* HOW TO COMPLETE THIS TASK
Search the data for the string "Second" and copy each line in which it appears.

* RECORD EXCERPTS
--------------------------------
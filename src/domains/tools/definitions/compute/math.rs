//! Simplified two-input Grasshopper math tool.
//!
//! Runs the configured math definition with two numeric parameters named
//! `a` and `b` and reports the first decoded output value.

use futures::FutureExt;
use rmcp::{
    ErrorData as McpError,
    handler::server::tool::{ToolCallContext, ToolRoute, cached_schema_for_type},
    model::{CallToolResult, Tool},
};
use schemars::JsonSchema;
use serde::Deserialize;
use std::sync::Arc;
use tracing::{error, info};

use crate::core::config::Config;

use super::super::common::{error_result, success_result};
use super::client::ComputeClient;
use super::tree::{DEFAULT_OUTPUT_BRANCH, ParamValue, decode_branch, encode_parameters};

/// Parameters for the math definition.
#[derive(Debug, Clone, Deserialize, JsonSchema)]
pub struct RunMathParams {
    /// First numeric parameter (definition input 'a').
    #[schemars(description = "First numeric parameter (input 'a')")]
    pub param_a: i64,

    /// Second numeric parameter (definition input 'b').
    #[schemars(description = "Second numeric parameter (input 'b')")]
    pub param_b: i64,
}

/// Grasshopper math tool implementation.
#[derive(Debug, Clone)]
pub struct RunMathTool;

impl RunMathTool {
    /// Tool name as registered in MCP.
    pub const NAME: &'static str = "run_grasshopper_math";

    /// Tool description shown to clients.
    pub const DESCRIPTION: &'static str = "Run the configured Grasshopper math definition with two numeric \
         parameters 'a' and 'b' and return the computed result.";

    pub fn new() -> Self {
        Self
    }

    /// Execute the tool logic (for STDIO transport via rmcp).
    pub fn execute(params: &RunMathParams, config: &Config) -> CallToolResult {
        info!(
            "Running math definition with a={}, b={}",
            params.param_a, params.param_b
        );

        let client = match ComputeClient::new(&config.compute) {
            Ok(client) => client,
            Err(e) => return error_result(&format!("Error: {}", e)),
        };

        let values = encode_parameters(&[
            ("a".to_string(), ParamValue::Int(params.param_a)),
            ("b".to_string(), ParamValue::Int(params.param_b)),
        ]);

        let definition = config.compute.math_definition();
        let response = match client.evaluate(&definition.to_string_lossy(), &values) {
            Ok(response) => response,
            Err(e) => {
                error!("Math evaluation failed: {}", e);
                return error_result(&format!("Error: {}", e));
            }
        };

        match decode_branch(&response, DEFAULT_OUTPUT_BRANCH) {
            Ok(decoded) => success_result(format!(
                "Grasshopper definition executed successfully. Result: {}",
                decoded[0]
            )),
            Err(e) => error_result(&format!("Error: {}", e)),
        }
    }

    /// HTTP handler for this tool (for HTTP transport).
    #[cfg(feature = "http")]
    pub fn http_handler(
        arguments: serde_json::Value,
        config: Arc<Config>,
    ) -> Result<serde_json::Value, String> {
        let params: RunMathParams =
            serde_json::from_value(arguments).map_err(|e| format!("Invalid arguments: {}", e))?;

        // Use std::thread::spawn to avoid nested runtime panic.
        // reqwest::blocking creates its own runtime.
        let handle = std::thread::spawn(move || Self::execute(&params, &config));

        let result = handle
            .join()
            .map_err(|_| "Thread panicked during math evaluation".to_string())?;

        Ok(serde_json::json!({
            "content": result.content,
            "isError": result.is_error.unwrap_or(false)
        }))
    }

    /// Create a Tool model for this tool (metadata).
    pub fn to_tool() -> Tool {
        Tool {
            name: Self::NAME.into(),
            description: Some(Self::DESCRIPTION.into()),
            input_schema: cached_schema_for_type::<RunMathParams>(),
            annotations: None,
            output_schema: None,
            icons: None,
            meta: None,
            title: None,
        }
    }

    /// Create a ToolRoute for STDIO transport.
    pub fn create_route<S>(config: Arc<Config>) -> ToolRoute<S>
    where
        S: Send + Sync + 'static,
    {
        ToolRoute::new_dyn(Self::to_tool(), move |ctx: ToolCallContext<'_, S>| {
            let args = ctx.arguments.clone().unwrap_or_default();
            let config = config.clone();
            async move {
                let params: RunMathParams =
                    serde_json::from_value(serde_json::Value::Object(args))
                        .map_err(|e| McpError::invalid_params(e.to_string(), None))?;

                // Use std::thread::spawn to avoid nested runtime panic.
                // reqwest::blocking creates its own runtime.
                let handle = std::thread::spawn(move || Self::execute(&params, &config));

                let result = handle
                    .join()
                    .map_err(|_| McpError::internal_error("Thread panicked".to_string(), None))?;

                Ok(result)
            }
            .boxed()
        })
    }
}

impl Default for RunMathTool {
    fn default() -> Self {
        Self::new()
    }
}

#[cfg(test)]
mod tests {
    use super::*;

    #[test]
    fn test_params_deserialization() {
        let json = r#"{"param_a": 2, "param_b": 3}"#;
        let params: RunMathParams = serde_json::from_str(json).unwrap();
        assert_eq!(params.param_a, 2);
        assert_eq!(params.param_b, 3);
    }

    // Integration test (requires a running Rhino.Compute server)
    #[ignore]
    #[test]
    fn test_math_live() {
        let config = Config::from_env();
        let params = RunMathParams {
            param_a: 2,
            param_b: 3,
        };
        let result = RunMathTool::execute(&params, &config);
        assert_eq!(result.is_error, Some(false));
    }
}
--------------------------------
* SOLVED EXERCISE
    /// Second numeric parameter (definition input 'b').
    #[schemars(description = "Second numeric parameter (input 'b')")]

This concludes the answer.